Stored data:
---*---
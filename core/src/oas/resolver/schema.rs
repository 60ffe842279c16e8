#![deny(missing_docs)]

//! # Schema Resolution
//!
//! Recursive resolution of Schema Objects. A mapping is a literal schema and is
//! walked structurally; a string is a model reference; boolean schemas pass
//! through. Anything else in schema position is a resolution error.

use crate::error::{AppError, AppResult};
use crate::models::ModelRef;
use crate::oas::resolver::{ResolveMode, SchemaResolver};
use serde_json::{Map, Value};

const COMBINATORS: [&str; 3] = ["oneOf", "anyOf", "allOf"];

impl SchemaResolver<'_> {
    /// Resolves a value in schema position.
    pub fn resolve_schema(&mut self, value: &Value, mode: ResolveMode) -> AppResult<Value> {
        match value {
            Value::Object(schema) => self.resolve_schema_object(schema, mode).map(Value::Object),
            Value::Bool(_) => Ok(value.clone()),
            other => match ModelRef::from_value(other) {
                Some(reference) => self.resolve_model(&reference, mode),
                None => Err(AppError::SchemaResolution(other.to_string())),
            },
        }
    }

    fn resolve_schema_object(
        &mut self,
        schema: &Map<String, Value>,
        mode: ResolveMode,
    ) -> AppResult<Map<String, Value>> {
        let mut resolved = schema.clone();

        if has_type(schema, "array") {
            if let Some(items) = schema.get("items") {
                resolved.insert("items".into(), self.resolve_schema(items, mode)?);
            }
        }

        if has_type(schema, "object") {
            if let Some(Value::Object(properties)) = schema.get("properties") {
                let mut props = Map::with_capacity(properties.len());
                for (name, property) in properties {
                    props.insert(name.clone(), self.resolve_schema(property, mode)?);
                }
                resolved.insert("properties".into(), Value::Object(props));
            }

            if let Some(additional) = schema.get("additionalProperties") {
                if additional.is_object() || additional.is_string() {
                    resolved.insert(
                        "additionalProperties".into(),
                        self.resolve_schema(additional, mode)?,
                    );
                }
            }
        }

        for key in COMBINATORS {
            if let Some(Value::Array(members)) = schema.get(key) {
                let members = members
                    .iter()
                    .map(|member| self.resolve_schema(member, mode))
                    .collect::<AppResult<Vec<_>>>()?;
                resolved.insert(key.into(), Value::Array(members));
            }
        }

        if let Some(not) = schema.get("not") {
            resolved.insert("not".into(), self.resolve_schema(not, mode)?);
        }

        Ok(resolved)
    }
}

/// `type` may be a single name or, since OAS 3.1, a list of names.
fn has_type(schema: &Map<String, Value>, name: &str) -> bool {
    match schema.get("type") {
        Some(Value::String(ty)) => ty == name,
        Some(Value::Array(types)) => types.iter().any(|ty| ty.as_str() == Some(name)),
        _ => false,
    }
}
---*---
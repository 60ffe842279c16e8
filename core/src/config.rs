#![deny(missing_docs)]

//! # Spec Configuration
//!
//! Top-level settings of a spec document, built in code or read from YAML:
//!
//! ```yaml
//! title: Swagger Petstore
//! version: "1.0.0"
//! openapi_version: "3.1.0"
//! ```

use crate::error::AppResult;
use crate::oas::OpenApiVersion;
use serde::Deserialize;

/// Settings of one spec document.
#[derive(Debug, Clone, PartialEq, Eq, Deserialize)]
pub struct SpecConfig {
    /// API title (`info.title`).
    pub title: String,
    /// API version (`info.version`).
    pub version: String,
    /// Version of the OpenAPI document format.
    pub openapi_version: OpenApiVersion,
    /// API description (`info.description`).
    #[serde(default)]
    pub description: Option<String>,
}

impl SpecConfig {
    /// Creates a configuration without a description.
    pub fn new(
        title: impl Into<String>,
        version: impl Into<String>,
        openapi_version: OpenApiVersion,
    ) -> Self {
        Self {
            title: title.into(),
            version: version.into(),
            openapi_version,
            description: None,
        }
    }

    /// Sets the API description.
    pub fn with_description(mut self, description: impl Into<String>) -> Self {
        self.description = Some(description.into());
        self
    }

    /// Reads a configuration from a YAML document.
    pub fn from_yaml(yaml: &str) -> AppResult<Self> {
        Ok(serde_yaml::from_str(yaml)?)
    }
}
---*---
Out of the preceding entries, pull each line that contains the word "OpenApiVersion".

SOLUTION TO THE EXERCISE:
use crate::oas::OpenApiVersion;
    pub openapi_version: OpenApiVersion,
        openapi_version: OpenApiVersion,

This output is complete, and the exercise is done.